The doll looked up from her book. “Sure, but isn’t that the third this month?”
“… yeah.”
“Shouldn’t you have someone look at your spells? Wood should last longer, even without plasticizing it.”
“No, I’m fine. I just … look, give me a hand? It’s one of the supports in my chest, I’ve already got the replacement out.”
The doll rose, doing her best not to sigh. She really had been enjoying the story she was reading, and she’d been so near the climax (the dashingly beautiful hunter was about to encounter her prey for the first time—the moment the entire story had been building toward!), but needs must.
Her witch was already sitting on the recliner they used for repairs, right below the great hanging chandelier they had pieced together from salvage and floor lamps, always in danger of falling up through the ceiling and away into the sky above. She looked beautiful beneath them, her form shining and sparkling, warm polished wood and iridescent mother-of-pearl, and all those little bits of sea-glass she had gathered over the years.
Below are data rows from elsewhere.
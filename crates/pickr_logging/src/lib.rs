#![deny(missing_docs)]
//! Shared logging utilities for the pickr workspace.
//!
//! This crate provides the `pickr_*` logging macros used by the feed and
//! detail paths, the logger setup used by the command-line driver, and a
//! minimal test initializer for the global logger. Callers of the macros must
//! depend on the `log` crate, which the macros expand to.

use std::fs::File;
use std::path::PathBuf;

use log::LevelFilter;
use simplelog::{
    ColorChoice, CombinedLogger, Config, ConfigBuilder, SharedLogger, TermLogger, TerminalMode,
    WriteLogger,
};

/// Logs a trace-level message using the global logging facade.
#[macro_export]
macro_rules! pickr_trace {
    ($($arg:tt)*) => {{
        log::trace!($($arg)*);
    }};
}

/// Logs a debug-level message using the global logging facade.
#[macro_export]
macro_rules! pickr_debug {
    ($($arg:tt)*) => {{
        log::debug!($($arg)*);
    }};
}

/// Logs an info-level message using the global logging facade.
#[macro_export]
macro_rules! pickr_info {
    ($($arg:tt)*) => {{
        log::info!($($arg)*);
    }};
}

/// Logs a warn-level message using the global logging facade.
#[macro_export]
macro_rules! pickr_warn {
    ($($arg:tt)*) => {{
        log::warn!($($arg)*);
    }};
}

/// Logs an error-level message using the global logging facade.
#[macro_export]
macro_rules! pickr_error {
    ($($arg:tt)*) => {{
        log::error!($($arg)*);
    }};
}

/// Destination for log output.
#[derive(Debug, Clone, Copy, PartialEq, Eq, Default)]
pub enum LogDestination {
    /// Write to the configured log file only.
    File,
    /// Write to the terminal (stderr for warnings and errors).
    #[default]
    Terminal,
    /// Write to both the log file and the terminal.
    Both,
}

/// Logger setup for a process.
#[derive(Debug, Clone)]
pub struct LogSettings {
    /// Maximum level that reaches any sink.
    pub level: LevelFilter,
    /// Where log records go.
    pub destination: LogDestination,
    /// File written by [`LogDestination::File`] and [`LogDestination::Both`].
    pub file_path: PathBuf,
}

impl Default for LogSettings {
    fn default() -> Self {
        Self {
            level: LevelFilter::Info,
            destination: LogDestination::Terminal,
            file_path: PathBuf::from("./pickr.log"),
        }
    }
}

/// Installs the global logger described by `settings`.
///
/// A file that cannot be created is reported on stderr and skipped; the
/// remaining sinks are still installed. Calling this twice is a no-op.
pub fn initialize(settings: &LogSettings) {
    let config = build_config();
    let mut loggers: Vec<Box<dyn SharedLogger>> = Vec::new();

    if matches!(
        settings.destination,
        LogDestination::Terminal | LogDestination::Both
    ) {
        loggers.push(TermLogger::new(
            settings.level,
            config.clone(),
            TerminalMode::Mixed,
            ColorChoice::Auto,
        ));
    }
    if matches!(
        settings.destination,
        LogDestination::File | LogDestination::Both
    ) {
        match File::create(&settings.file_path) {
            Ok(file) => loggers.push(WriteLogger::new(settings.level, config, file)),
            Err(err) => eprintln!(
                "Warning: Could not create log file at {:?}: {}",
                settings.file_path, err
            ),
        }
    }

    if loggers.is_empty() {
        return;
    }
    let _ = CombinedLogger::init(loggers);
}

fn build_config() -> Config {
    ConfigBuilder::new()
        .set_time_format_rfc3339()
        .set_target_level(LevelFilter::Error)
        .build()
}

/// Initializes a simple terminal logger for use in tests.
///
/// This safely no-ops if another logger has already been initialized.
pub fn initialize_for_tests() {
    // Use debug level in debug builds, info in release builds.
    let level = if cfg!(debug_assertions) {
        LevelFilter::Debug
    } else {
        LevelFilter::Info
    };

    // Ignore the error if a logger was already set by another test.
    let _ = CombinedLogger::init(vec![TermLogger::new(
        level,
        Config::default(),
        TerminalMode::Mixed,
        ColorChoice::Auto,
    )]);
}
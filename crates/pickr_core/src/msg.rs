use crate::FeedPage;

#[derive(Debug, Clone, PartialEq, Eq)]
pub enum Msg {
    /// Screen opened, or the user cleared the search box (`force_refresh`).
    LoadRecent { force_refresh: bool },
    /// User submitted a search query.
    Search(String),
    /// Grid reported the indices currently on screen.
    ScrollPositionChanged(Vec<usize>),
    /// A page fetch acquired the in-flight slot and is about to hit the network.
    FetchStarted,
    /// The in-flight fetch succeeded.
    PageLoaded(FeedPage),
    /// The in-flight fetch failed after retries.
    PageFailed,
    /// The in-flight fetch was abandoned because its owner shut down.
    FetchCancelled,
}
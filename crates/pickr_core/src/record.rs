//! Raw records as the photo service returns them, after JSON decoding.
//!
//! Field names follow the service; renames map its spellings onto Rust ones.

use serde::{Deserialize, Serialize};

/// Reply envelope of the recent and search listing operations.
#[derive(Debug, Clone, PartialEq, Eq, Serialize, Deserialize)]
pub struct PhotosEnvelope {
    pub photos: PhotosPage,
    pub stat: String,
}

#[derive(Debug, Clone, PartialEq, Eq, Serialize, Deserialize)]
pub struct PhotosPage {
    pub page: u32,
    /// Total number of pages the listing currently has.
    pub pages: u32,
    #[serde(rename = "perpage")]
    pub per_page: u32,
    pub total: u64,
    pub photo: Vec<PhotoRecord>,
}

/// One listed photo. Everything needed to build its image URL lives here.
#[derive(Debug, Clone, PartialEq, Eq, Serialize, Deserialize)]
pub struct PhotoRecord {
    pub id: String,
    pub owner: String,
    pub secret: String,
    pub server: String,
    pub farm: i64,
    pub title: String,
}

#[derive(Debug, Clone, PartialEq, Eq, Serialize, Deserialize)]
pub struct ApiContent {
    #[serde(rename = "_content")]
    pub content: String,
}

#[derive(Debug, Clone, PartialEq, Eq, Serialize, Deserialize)]
pub struct PhotoExifEnvelope {
    pub photo: PhotoExif,
}

#[derive(Debug, Clone, PartialEq, Eq, Serialize, Deserialize)]
pub struct PhotoExif {
    pub camera: String,
    pub exif: Vec<ExifTag>,
}

#[derive(Debug, Clone, PartialEq, Eq, Serialize, Deserialize)]
pub struct ExifTag {
    pub tag: String,
    pub label: String,
    pub raw: ApiContent,
    #[serde(default)]
    pub clean: Option<ApiContent>,
}

#[derive(Debug, Clone, PartialEq, Eq, Serialize, Deserialize)]
pub struct PhotoInfoEnvelope {
    pub photo: PhotoInfo,
}

#[derive(Debug, Clone, PartialEq, Eq, Serialize, Deserialize)]
pub struct PhotoInfo {
    pub owner: PhotoOwner,
    pub title: ApiContent,
    pub description: ApiContent,
    pub dates: PhotoDates,
    pub views: String,
    pub comments: ApiContent,
    pub tags: PhotoTags,
}

#[derive(Debug, Clone, PartialEq, Eq, Serialize, Deserialize)]
pub struct PhotoOwner {
    pub username: String,
    #[serde(rename = "realname")]
    pub real_name: String,
    #[serde(default)]
    pub location: Option<String>,
}

#[derive(Debug, Clone, PartialEq, Eq, Serialize, Deserialize)]
pub struct PhotoDates {
    pub posted: String,
    pub taken: String,
}

#[derive(Debug, Clone, PartialEq, Eq, Serialize, Deserialize)]
pub struct PhotoTags {
    pub tag: Vec<PhotoTag>,
}

#[derive(Debug, Clone, PartialEq, Eq, Serialize, Deserialize)]
pub struct PhotoTag {
    pub id: String,
    pub author: String,
    #[serde(rename = "authorname")]
    pub author_name: String,
    pub raw: String,
    #[serde(rename = "_content")]
    pub content: String,
}
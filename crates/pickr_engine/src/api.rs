use std::time::Duration;

use pickr_core::{PhotoExif, PhotoExifEnvelope, PhotoInfo, PhotoInfoEnvelope, PhotosEnvelope};
use pickr_logging::pickr_trace;
use serde::de::DeserializeOwned;
use serde::Deserialize;
use url::Url;

use crate::ApiError;

const METHOD_RECENT: &str = "flickr.photos.getRecent";
const METHOD_SEARCH: &str = "flickr.photos.search";
const METHOD_EXIF: &str = "flickr.photos.getExif";
const METHOD_INFO: &str = "flickr.photos.getInfo";

/// Remote photo service. Implementations own transport concerns such as
/// timeouts and authentication.
#[async_trait::async_trait]
pub trait PhotoApi: Send + Sync {
    async fn recent_photos(&self, page: u32, per_page: u32) -> Result<PhotosEnvelope, ApiError>;

    async fn search_photos(
        &self,
        query: &str,
        page: u32,
        per_page: u32,
    ) -> Result<PhotosEnvelope, ApiError>;

    async fn photo_exif(&self, photo_id: &str, secret: &str) -> Result<PhotoExif, ApiError>;

    async fn photo_info(&self, photo_id: &str, secret: &str) -> Result<PhotoInfo, ApiError>;
}

#[derive(Debug, Clone)]
pub struct ClientSettings {
    /// Service root; the REST endpoint is `{base_url}rest/`.
    pub base_url: String,
    pub api_key: String,
    pub connect_timeout: Duration,
    pub request_timeout: Duration,
}

impl Default for ClientSettings {
    fn default() -> Self {
        Self {
            base_url: "https://www.flickr.com/services/".to_string(),
            api_key: String::new(),
            connect_timeout: Duration::from_secs(10),
            request_timeout: Duration::from_secs(30),
        }
    }
}

/// Reply body the service sends instead of the payload when a call is rejected.
#[derive(Debug, Deserialize)]
struct FailureReply {
    stat: String,
    #[serde(default)]
    code: Option<i64>,
    #[serde(default)]
    message: Option<String>,
}

/// [`PhotoApi`] over HTTPS with JSON replies.
#[derive(Debug, Clone)]
pub struct ReqwestPhotoApi {
    client: reqwest::Client,
    endpoint: Url,
    api_key: String,
}

impl ReqwestPhotoApi {
    pub fn new(settings: ClientSettings) -> Result<Self, ApiError> {
        let base = Url::parse(&settings.base_url)
            .map_err(|err| ApiError::Client(format!("invalid base url: {err}")))?;
        let endpoint = base
            .join("rest/")
            .map_err(|err| ApiError::Client(format!("invalid base url: {err}")))?;
        let client = reqwest::Client::builder()
            .connect_timeout(settings.connect_timeout)
            .timeout(settings.request_timeout)
            .build()
            .map_err(|err| ApiError::Transport(err.to_string()))?;

        Ok(Self {
            client,
            endpoint,
            api_key: settings.api_key,
        })
    }

    /// Full request URL for `method` with the standard and given parameters.
    fn method_url(&self, method: &str, params: &[(&str, String)]) -> Url {
        let mut url = self.endpoint.clone();
        {
            let mut query = url.query_pairs_mut();
            query
                .append_pair("method", method)
                .append_pair("api_key", &self.api_key)
                .append_pair("format", "json")
                .append_pair("nojsoncallback", "1");
            for (key, value) in params {
                query.append_pair(key, value);
            }
        }
        url
    }

    async fn call<T: DeserializeOwned>(
        &self,
        method: &str,
        params: &[(&str, String)],
    ) -> Result<T, ApiError> {
        let url = self.method_url(method, params);
        pickr_trace!("GET {} {:?}", method, params);

        let response = self
            .client
            .get(url)
            .send()
            .await
            .map_err(map_reqwest_error)?;

        let status = response.status();
        if !status.is_success() {
            return Err(ApiError::Server {
                status: status.as_u16(),
            });
        }

        let body = response.bytes().await.map_err(map_reqwest_error)?;
        decode_reply(&body)
    }
}

#[async_trait::async_trait]
impl PhotoApi for ReqwestPhotoApi {
    async fn recent_photos(&self, page: u32, per_page: u32) -> Result<PhotosEnvelope, ApiError> {
        self.call(
            METHOD_RECENT,
            &[("page", page.to_string()), ("per_page", per_page.to_string())],
        )
        .await
    }

    async fn search_photos(
        &self,
        query: &str,
        page: u32,
        per_page: u32,
    ) -> Result<PhotosEnvelope, ApiError> {
        self.call(
            METHOD_SEARCH,
            &[
                ("text", query.to_string()),
                ("page", page.to_string()),
                ("per_page", per_page.to_string()),
            ],
        )
        .await
    }

    async fn photo_exif(&self, photo_id: &str, secret: &str) -> Result<PhotoExif, ApiError> {
        let envelope: PhotoExifEnvelope = self
            .call(
                METHOD_EXIF,
                &[("photo_id", photo_id.to_string()), ("secret", secret.to_string())],
            )
            .await?;
        Ok(envelope.photo)
    }

    async fn photo_info(&self, photo_id: &str, secret: &str) -> Result<PhotoInfo, ApiError> {
        let envelope: PhotoInfoEnvelope = self
            .call(
                METHOD_INFO,
                &[("photo_id", photo_id.to_string()), ("secret", secret.to_string())],
            )
            .await?;
        Ok(envelope.photo)
    }
}

/// Decodes a 200 reply, recognizing the service's `stat: "fail"` body first.
fn decode_reply<T: DeserializeOwned>(body: &[u8]) -> Result<T, ApiError> {
    if let Ok(failure) = serde_json::from_slice::<FailureReply>(body) {
        if failure.stat == "fail" {
            return Err(ApiError::Client(format!(
                "service rejected call (code {}): {}",
                failure.code.unwrap_or_default(),
                failure.message.unwrap_or_default()
            )));
        }
    }
    serde_json::from_slice(body).map_err(|err| ApiError::Client(format!("invalid reply: {err}")))
}

fn map_reqwest_error(err: reqwest::Error) -> ApiError {
    if err.is_decode() || err.is_builder() {
        return ApiError::Client(err.to_string());
    }
    ApiError::Transport(err.to_string())
}
use crate::{PaginationRequest, Photo};

/// User-facing message for a failed fresh load. Never carries error details.
pub const FEED_ERROR_MESSAGE: &str = "Error retrieving photos, please try again later.";

/// One mapped page of a listing.
#[derive(Debug, Clone, PartialEq, Eq)]
pub struct FeedPage {
    pub photos: Vec<Photo>,
    /// Request for the following page, `None` once the listing is exhausted.
    pub next_request: Option<PaginationRequest>,
}

/// What the photo grid renders.
#[derive(Debug, Clone, PartialEq, Eq, Default)]
pub enum FeedState {
    #[default]
    Loading,
    Ready {
        /// Accumulated photos, unique by id, in arrival order.
        photos: Vec<Photo>,
        is_loading_more: bool,
    },
    Error {
        message: String,
    },
}

impl FeedState {
    /// Photos visible in this state; empty unless `Ready`.
    pub fn photos(&self) -> &[Photo] {
        match self {
            FeedState::Ready { photos, .. } => photos,
            FeedState::Loading | FeedState::Error { .. } => &[],
        }
    }

    pub fn is_loading_more(&self) -> bool {
        match self {
            FeedState::Ready {
                is_loading_more, ..
            } => *is_loading_more,
            FeedState::Loading | FeedState::Error { .. } => false,
        }
    }
}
Even after so long, she still took the doll’s breath away.
The witch chuckled, a noise like wood creaking beneath the sun’s heat. “Ready?”
The doll nodded.
Once the witch had needed to push her magic into the doll; once the doll had needed to touch the witch’s sea-glass heart. But that was so long ago.
All it took was a glance, a moment of eye contact.
And the doll’s mind dissolved beneath the flow of the witch’s magic.
It felt like floating, like seeing the world through a happy haze; it felt like being nothing at all.
The doll’s body moved just as the witch needed it to, undoing clasps and removing panels; her touch releasing spells and stirring others to life, wards against dust and water replacing the spells of adhesion and oneness which maintained the witch’s body. The new support slid into place perfectly, the old broken one falling to ash as it left her body.
Afterward, the doll could never say how long the witch’s power had filled her. The sun had shifted; the clocks had turned.
Not that she returned to herself looking at the sky.
When the doll was once again herself, no longer an instrument of her witch’s will, she found herself straddling the witch, a hand wrapped around her head and her own hand buried deep in her witch’s chest—something warm and smooth pulsing beneath it.
She squeaked and sputtered as the witch pulled her into a long, deep kiss; warmth and love filling the emptiness left by magic’s ebb—and once her witch let her up, after she wandered off back to her book to leave the witch to finish putting herself back together, that warmth lingered.
As did the warmth on the palm of her hand, just as it had the first time she touched her witch’s heart.